(Collected data entries)
========

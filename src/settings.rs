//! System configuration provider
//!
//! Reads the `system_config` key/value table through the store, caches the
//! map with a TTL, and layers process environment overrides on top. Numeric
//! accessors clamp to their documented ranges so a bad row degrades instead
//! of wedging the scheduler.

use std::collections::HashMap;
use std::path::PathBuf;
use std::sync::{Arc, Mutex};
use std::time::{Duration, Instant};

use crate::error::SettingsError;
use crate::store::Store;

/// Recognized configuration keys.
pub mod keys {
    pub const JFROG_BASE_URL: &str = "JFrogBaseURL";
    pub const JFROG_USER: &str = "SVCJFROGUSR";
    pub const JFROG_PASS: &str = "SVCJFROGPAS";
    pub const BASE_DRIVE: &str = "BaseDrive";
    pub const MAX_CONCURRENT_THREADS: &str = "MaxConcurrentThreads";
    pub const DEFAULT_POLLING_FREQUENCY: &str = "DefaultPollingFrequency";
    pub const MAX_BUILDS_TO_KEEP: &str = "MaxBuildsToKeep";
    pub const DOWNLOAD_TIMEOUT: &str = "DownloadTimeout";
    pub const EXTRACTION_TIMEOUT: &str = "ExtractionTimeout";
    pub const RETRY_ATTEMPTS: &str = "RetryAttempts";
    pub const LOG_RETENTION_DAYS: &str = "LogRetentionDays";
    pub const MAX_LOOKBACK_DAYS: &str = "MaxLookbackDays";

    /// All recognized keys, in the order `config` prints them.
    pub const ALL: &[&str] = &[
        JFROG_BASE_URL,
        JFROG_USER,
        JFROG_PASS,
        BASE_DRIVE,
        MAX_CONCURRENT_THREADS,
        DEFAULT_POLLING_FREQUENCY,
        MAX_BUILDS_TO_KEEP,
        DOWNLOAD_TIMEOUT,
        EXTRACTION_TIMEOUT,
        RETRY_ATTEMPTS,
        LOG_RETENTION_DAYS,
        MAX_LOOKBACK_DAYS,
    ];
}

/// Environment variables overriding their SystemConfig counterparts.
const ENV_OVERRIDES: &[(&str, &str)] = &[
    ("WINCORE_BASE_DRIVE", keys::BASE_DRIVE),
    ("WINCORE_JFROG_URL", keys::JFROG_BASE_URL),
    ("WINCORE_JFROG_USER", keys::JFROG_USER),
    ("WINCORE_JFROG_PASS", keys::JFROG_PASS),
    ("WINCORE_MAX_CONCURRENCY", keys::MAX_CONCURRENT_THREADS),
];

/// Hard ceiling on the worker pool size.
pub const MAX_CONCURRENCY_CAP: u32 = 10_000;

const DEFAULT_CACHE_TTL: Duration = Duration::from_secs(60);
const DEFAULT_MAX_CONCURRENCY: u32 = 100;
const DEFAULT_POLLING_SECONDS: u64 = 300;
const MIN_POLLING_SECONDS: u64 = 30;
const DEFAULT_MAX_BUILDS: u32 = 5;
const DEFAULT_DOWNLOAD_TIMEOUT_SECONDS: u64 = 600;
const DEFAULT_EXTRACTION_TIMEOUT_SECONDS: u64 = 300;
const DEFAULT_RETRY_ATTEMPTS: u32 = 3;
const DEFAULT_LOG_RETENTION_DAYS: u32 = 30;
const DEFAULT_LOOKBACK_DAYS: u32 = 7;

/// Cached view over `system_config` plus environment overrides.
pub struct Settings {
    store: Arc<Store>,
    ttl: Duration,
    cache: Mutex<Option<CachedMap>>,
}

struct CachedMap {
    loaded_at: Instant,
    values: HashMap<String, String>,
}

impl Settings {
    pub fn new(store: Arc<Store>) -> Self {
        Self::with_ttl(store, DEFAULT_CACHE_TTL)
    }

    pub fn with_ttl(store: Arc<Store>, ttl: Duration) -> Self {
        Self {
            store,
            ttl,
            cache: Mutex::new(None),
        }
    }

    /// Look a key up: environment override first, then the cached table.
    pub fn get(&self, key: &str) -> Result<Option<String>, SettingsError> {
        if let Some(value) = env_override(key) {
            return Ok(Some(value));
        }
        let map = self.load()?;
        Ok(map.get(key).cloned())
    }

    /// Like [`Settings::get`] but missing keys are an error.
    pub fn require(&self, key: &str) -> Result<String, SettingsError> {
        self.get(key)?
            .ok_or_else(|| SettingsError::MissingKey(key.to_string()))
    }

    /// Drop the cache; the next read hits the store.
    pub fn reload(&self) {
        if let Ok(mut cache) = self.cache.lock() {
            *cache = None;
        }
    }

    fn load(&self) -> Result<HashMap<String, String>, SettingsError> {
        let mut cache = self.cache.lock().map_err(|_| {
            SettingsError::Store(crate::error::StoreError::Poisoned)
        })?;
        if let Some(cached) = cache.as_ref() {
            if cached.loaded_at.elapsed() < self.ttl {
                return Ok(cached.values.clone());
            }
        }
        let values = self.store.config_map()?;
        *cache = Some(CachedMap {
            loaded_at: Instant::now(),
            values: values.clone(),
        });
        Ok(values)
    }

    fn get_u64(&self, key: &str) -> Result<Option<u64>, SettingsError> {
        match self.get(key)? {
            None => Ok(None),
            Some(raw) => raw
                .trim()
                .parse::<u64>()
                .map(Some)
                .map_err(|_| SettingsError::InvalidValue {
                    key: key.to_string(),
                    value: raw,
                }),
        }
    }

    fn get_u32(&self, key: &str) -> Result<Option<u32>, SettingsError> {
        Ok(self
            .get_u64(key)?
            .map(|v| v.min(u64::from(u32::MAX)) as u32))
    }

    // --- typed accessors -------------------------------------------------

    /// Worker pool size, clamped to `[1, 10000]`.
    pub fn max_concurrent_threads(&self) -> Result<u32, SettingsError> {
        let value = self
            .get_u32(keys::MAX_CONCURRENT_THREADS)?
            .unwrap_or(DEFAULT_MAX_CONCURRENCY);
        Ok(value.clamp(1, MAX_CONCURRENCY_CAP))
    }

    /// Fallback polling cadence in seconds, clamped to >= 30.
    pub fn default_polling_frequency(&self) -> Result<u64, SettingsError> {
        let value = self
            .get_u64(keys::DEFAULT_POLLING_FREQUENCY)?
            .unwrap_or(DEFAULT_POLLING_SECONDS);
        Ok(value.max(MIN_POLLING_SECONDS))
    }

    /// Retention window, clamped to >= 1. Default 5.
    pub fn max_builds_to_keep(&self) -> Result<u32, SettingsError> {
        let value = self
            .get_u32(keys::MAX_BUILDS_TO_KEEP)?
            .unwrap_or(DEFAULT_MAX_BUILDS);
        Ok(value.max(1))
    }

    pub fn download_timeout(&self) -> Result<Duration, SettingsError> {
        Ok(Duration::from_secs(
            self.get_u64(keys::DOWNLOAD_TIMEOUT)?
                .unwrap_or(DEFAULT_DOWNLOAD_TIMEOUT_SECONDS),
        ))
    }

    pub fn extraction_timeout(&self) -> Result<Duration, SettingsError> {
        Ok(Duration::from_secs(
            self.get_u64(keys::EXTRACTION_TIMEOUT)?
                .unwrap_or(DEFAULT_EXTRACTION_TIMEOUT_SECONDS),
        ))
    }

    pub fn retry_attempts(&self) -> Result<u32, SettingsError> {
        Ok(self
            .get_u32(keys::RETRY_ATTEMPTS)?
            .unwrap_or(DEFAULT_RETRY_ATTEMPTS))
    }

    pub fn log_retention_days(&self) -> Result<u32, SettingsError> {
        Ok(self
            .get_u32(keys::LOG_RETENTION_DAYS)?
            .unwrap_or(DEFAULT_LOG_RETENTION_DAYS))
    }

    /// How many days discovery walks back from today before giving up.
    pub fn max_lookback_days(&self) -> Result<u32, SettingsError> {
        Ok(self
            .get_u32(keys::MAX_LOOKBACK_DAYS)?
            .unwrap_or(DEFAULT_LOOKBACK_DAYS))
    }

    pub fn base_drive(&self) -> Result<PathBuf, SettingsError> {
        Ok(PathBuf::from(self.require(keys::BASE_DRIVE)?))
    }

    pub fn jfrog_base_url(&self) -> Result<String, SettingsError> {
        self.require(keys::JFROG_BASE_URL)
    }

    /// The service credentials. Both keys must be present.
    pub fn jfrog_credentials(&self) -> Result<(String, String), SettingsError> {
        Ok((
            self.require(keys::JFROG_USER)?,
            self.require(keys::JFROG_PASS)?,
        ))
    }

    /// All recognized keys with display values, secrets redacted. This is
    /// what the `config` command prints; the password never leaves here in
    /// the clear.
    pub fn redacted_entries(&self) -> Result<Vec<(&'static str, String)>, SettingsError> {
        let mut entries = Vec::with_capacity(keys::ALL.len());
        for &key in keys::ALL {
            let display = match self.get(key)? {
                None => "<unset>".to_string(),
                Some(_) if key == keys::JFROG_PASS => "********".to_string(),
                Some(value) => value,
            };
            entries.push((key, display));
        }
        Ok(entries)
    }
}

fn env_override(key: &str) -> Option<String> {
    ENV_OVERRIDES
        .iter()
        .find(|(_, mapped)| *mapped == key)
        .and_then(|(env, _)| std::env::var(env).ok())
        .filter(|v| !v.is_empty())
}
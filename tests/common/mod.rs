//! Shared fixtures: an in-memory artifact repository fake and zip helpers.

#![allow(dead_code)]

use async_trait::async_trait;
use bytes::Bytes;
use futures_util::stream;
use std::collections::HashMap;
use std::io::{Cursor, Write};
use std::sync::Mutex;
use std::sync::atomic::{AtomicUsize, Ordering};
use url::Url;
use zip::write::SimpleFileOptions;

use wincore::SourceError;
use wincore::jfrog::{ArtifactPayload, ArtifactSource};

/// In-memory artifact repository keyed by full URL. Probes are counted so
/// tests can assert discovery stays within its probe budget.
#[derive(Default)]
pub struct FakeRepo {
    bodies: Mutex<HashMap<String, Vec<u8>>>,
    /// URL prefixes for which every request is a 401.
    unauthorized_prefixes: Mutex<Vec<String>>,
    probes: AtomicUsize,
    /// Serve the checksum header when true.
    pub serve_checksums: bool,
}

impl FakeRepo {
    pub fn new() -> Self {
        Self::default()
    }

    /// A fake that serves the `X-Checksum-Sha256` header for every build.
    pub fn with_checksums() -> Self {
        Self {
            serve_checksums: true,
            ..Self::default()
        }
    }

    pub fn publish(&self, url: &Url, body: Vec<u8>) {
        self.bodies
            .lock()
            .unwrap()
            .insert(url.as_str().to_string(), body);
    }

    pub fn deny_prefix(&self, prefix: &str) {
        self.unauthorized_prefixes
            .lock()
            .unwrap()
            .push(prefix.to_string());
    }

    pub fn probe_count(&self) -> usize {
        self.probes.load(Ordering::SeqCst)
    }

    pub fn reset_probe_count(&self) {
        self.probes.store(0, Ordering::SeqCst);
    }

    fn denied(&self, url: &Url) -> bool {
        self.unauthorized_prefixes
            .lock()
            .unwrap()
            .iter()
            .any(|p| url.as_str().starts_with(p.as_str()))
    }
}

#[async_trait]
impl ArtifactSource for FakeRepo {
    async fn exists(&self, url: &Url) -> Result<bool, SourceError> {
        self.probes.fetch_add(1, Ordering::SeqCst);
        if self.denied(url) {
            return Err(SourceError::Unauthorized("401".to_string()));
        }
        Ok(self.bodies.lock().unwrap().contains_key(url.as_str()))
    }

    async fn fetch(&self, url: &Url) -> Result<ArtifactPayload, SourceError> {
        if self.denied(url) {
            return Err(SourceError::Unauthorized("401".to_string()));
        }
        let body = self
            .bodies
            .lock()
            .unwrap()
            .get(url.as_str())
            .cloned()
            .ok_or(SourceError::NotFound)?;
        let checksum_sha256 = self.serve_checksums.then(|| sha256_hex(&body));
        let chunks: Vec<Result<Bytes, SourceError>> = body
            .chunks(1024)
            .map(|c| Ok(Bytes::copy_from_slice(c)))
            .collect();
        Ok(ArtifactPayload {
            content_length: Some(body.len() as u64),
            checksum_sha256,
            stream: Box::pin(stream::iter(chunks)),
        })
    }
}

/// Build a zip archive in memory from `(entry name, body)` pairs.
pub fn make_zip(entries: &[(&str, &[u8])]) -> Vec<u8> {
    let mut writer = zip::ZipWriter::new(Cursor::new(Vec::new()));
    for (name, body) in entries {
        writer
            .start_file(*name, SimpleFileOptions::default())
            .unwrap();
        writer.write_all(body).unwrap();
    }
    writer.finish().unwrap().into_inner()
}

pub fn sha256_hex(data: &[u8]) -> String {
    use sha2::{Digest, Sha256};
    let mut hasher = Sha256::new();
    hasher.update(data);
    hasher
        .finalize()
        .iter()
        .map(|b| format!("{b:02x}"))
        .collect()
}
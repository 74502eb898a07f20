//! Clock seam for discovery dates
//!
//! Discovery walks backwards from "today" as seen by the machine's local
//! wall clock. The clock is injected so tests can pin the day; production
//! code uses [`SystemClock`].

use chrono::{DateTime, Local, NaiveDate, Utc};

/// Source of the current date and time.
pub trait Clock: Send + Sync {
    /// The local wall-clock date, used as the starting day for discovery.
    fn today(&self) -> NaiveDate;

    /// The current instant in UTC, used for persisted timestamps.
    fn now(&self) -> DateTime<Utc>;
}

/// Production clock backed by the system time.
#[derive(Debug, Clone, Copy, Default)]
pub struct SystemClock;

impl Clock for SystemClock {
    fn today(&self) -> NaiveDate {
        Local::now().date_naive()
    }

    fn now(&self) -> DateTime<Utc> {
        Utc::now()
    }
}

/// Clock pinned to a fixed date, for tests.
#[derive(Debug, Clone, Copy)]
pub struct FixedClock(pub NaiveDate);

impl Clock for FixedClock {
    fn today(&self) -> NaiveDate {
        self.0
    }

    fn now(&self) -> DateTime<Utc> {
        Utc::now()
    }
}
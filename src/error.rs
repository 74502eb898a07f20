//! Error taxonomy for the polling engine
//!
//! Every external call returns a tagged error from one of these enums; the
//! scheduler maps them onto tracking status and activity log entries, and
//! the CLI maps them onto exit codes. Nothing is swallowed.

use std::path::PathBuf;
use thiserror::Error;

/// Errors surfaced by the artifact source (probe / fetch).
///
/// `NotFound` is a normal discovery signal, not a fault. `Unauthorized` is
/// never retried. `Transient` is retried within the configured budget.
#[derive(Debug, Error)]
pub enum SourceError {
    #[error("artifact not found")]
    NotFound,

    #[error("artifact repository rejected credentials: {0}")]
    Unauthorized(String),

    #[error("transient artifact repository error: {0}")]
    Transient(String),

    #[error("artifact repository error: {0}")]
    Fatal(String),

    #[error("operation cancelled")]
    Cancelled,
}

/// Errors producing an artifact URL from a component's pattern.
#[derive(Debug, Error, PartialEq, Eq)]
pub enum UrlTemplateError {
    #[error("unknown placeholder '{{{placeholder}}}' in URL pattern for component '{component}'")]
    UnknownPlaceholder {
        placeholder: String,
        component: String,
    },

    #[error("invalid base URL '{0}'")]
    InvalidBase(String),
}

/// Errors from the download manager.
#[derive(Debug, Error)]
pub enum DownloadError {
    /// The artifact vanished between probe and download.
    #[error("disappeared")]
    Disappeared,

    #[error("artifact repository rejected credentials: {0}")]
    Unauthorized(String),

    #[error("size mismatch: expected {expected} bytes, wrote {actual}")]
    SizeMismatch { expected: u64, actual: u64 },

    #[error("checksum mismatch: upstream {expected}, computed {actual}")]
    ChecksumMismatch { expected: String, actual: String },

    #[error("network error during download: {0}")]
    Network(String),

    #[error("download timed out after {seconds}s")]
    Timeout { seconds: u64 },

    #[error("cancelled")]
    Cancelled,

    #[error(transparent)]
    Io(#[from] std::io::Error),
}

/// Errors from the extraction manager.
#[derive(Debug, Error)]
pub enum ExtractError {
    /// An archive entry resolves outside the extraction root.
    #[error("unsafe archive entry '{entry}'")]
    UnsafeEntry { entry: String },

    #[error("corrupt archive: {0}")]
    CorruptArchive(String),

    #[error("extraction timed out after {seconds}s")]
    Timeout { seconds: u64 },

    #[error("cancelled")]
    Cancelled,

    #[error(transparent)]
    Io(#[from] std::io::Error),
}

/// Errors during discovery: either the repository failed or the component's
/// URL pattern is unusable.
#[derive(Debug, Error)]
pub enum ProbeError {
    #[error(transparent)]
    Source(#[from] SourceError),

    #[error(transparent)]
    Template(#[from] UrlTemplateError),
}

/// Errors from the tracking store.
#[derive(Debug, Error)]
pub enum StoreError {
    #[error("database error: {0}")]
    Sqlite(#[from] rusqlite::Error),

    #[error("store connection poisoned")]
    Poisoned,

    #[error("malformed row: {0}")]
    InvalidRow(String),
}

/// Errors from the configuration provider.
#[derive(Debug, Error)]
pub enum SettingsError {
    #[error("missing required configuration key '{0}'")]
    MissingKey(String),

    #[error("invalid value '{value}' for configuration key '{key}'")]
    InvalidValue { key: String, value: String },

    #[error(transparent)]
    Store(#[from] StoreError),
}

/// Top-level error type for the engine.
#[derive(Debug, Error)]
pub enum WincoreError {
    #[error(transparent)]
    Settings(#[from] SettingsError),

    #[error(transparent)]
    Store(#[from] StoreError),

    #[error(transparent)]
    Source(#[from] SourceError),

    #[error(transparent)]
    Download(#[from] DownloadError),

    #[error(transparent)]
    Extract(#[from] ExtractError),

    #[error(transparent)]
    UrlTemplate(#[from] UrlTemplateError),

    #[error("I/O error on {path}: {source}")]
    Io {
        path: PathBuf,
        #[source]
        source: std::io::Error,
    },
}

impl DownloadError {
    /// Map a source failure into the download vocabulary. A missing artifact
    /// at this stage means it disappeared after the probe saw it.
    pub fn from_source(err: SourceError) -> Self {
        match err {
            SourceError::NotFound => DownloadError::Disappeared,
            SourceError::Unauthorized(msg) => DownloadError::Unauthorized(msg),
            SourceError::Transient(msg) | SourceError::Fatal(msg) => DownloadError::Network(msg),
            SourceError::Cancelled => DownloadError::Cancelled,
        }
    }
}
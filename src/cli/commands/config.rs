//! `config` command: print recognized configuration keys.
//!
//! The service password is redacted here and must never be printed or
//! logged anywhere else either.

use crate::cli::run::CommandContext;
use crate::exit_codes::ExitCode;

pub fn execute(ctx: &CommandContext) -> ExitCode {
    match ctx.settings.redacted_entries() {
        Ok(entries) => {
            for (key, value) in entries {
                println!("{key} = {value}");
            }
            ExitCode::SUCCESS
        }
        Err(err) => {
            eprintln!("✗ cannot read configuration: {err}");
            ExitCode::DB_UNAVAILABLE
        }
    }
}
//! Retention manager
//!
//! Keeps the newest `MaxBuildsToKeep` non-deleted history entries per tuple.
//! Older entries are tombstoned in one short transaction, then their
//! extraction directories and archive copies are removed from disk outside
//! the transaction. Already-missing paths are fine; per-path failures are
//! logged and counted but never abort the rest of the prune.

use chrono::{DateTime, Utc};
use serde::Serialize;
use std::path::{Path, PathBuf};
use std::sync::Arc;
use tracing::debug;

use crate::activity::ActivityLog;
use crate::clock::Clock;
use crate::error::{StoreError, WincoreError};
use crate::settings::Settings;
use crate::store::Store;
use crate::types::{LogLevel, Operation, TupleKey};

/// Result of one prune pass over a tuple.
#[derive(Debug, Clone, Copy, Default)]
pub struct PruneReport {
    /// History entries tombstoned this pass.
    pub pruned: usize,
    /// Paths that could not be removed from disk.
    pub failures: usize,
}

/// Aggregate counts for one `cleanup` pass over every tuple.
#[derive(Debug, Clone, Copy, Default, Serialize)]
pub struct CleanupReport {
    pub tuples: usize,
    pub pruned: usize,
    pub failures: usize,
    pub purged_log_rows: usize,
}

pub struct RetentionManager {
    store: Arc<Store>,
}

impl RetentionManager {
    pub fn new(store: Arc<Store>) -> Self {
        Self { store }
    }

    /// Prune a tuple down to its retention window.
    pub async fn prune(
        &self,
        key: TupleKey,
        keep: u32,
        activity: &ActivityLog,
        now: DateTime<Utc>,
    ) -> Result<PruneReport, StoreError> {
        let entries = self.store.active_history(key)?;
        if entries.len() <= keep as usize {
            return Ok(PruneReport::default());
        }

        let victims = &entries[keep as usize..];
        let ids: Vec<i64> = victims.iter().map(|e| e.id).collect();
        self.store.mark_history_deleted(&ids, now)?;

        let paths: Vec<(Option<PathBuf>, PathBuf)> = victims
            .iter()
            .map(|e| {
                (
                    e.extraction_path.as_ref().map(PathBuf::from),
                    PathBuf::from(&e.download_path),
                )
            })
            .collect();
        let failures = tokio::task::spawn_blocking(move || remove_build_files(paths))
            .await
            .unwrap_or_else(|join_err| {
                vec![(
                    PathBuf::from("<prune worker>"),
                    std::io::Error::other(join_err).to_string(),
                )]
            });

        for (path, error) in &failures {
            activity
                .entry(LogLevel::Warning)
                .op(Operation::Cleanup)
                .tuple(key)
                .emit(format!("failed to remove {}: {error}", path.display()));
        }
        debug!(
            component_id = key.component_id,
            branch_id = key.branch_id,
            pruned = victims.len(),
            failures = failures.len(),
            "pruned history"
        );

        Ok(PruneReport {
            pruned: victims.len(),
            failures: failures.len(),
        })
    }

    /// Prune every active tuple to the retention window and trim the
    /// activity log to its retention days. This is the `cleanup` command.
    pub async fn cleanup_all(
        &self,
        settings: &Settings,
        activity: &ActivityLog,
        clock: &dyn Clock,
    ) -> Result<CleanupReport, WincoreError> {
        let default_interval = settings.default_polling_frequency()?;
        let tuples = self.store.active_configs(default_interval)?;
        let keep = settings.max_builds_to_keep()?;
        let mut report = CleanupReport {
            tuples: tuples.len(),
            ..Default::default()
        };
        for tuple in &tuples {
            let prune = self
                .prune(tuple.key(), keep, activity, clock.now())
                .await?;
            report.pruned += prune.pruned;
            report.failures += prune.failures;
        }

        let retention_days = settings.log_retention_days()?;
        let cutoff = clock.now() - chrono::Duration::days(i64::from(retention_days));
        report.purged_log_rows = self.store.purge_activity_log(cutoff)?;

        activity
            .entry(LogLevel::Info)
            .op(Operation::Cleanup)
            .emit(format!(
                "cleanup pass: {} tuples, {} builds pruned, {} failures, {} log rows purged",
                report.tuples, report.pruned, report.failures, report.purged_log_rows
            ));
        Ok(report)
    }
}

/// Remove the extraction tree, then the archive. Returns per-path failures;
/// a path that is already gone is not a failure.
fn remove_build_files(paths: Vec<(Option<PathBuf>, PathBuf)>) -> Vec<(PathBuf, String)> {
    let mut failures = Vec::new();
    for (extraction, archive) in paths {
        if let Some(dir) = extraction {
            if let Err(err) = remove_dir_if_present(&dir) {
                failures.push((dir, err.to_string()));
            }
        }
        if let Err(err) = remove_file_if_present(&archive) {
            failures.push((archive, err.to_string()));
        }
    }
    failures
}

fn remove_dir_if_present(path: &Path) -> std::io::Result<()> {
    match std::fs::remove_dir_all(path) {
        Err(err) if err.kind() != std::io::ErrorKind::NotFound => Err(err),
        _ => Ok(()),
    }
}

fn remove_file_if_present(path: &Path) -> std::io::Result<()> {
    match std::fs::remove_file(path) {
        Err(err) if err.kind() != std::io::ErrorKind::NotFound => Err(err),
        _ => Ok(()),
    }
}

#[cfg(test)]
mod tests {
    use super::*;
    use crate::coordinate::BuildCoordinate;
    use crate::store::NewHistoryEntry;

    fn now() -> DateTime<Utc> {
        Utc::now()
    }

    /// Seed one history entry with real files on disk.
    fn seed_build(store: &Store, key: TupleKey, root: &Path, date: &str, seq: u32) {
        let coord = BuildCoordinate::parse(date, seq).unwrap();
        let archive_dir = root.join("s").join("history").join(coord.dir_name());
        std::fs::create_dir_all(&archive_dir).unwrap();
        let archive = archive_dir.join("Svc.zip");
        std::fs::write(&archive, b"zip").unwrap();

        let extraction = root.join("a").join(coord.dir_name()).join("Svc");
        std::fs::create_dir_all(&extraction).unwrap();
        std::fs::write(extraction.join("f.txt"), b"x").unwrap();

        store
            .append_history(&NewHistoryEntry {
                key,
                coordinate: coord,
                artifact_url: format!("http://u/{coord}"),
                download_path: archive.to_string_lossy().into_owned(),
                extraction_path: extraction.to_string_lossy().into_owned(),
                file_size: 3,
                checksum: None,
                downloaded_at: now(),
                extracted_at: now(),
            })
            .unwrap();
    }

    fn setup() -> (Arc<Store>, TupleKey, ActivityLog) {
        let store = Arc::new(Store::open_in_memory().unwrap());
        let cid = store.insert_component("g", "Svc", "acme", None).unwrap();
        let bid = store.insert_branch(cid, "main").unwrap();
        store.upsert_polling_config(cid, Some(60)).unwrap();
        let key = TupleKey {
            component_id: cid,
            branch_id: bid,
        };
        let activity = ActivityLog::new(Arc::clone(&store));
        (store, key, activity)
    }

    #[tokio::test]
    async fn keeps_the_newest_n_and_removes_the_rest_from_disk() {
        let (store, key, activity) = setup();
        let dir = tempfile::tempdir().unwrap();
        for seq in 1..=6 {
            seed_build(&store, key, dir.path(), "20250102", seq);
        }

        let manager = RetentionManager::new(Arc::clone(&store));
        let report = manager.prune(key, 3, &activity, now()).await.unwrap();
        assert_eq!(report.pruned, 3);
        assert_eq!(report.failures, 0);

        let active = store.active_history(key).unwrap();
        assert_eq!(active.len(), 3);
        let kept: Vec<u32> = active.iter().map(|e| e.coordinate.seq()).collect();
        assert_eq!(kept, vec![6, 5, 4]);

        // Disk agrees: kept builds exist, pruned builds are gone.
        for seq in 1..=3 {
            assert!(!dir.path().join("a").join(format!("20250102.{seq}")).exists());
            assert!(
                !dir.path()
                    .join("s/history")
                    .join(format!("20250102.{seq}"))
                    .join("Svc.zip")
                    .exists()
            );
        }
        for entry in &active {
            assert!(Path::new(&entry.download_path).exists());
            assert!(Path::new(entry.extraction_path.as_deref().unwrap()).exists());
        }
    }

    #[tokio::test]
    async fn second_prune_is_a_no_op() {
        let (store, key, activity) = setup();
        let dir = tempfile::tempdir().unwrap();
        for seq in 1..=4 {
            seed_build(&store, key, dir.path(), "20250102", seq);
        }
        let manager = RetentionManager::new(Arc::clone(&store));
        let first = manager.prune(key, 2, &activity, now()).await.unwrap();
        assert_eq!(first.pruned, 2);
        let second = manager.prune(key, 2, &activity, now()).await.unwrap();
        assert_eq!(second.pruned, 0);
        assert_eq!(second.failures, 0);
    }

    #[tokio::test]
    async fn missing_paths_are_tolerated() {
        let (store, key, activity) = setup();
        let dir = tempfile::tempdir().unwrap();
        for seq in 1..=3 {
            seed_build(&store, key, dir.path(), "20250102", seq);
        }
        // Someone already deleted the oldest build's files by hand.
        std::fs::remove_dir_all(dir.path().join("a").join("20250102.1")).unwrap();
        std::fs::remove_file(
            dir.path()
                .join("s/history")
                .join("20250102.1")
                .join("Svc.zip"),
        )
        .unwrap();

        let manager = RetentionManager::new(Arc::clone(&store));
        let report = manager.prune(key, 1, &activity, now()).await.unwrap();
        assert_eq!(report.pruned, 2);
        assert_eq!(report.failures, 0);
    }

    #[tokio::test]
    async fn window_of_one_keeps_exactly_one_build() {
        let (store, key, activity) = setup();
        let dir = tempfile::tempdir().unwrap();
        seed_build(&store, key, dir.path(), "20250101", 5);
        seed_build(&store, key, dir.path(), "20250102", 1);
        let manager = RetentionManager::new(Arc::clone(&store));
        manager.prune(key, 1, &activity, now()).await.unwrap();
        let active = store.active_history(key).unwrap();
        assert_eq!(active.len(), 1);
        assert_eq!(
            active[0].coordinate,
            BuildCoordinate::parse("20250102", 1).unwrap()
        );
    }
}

========

# TASK TO COMPLETE
The answer is a count and nothing more: lines above that contain "maps".

# OUTPUT FOR THIS EXERCISE
2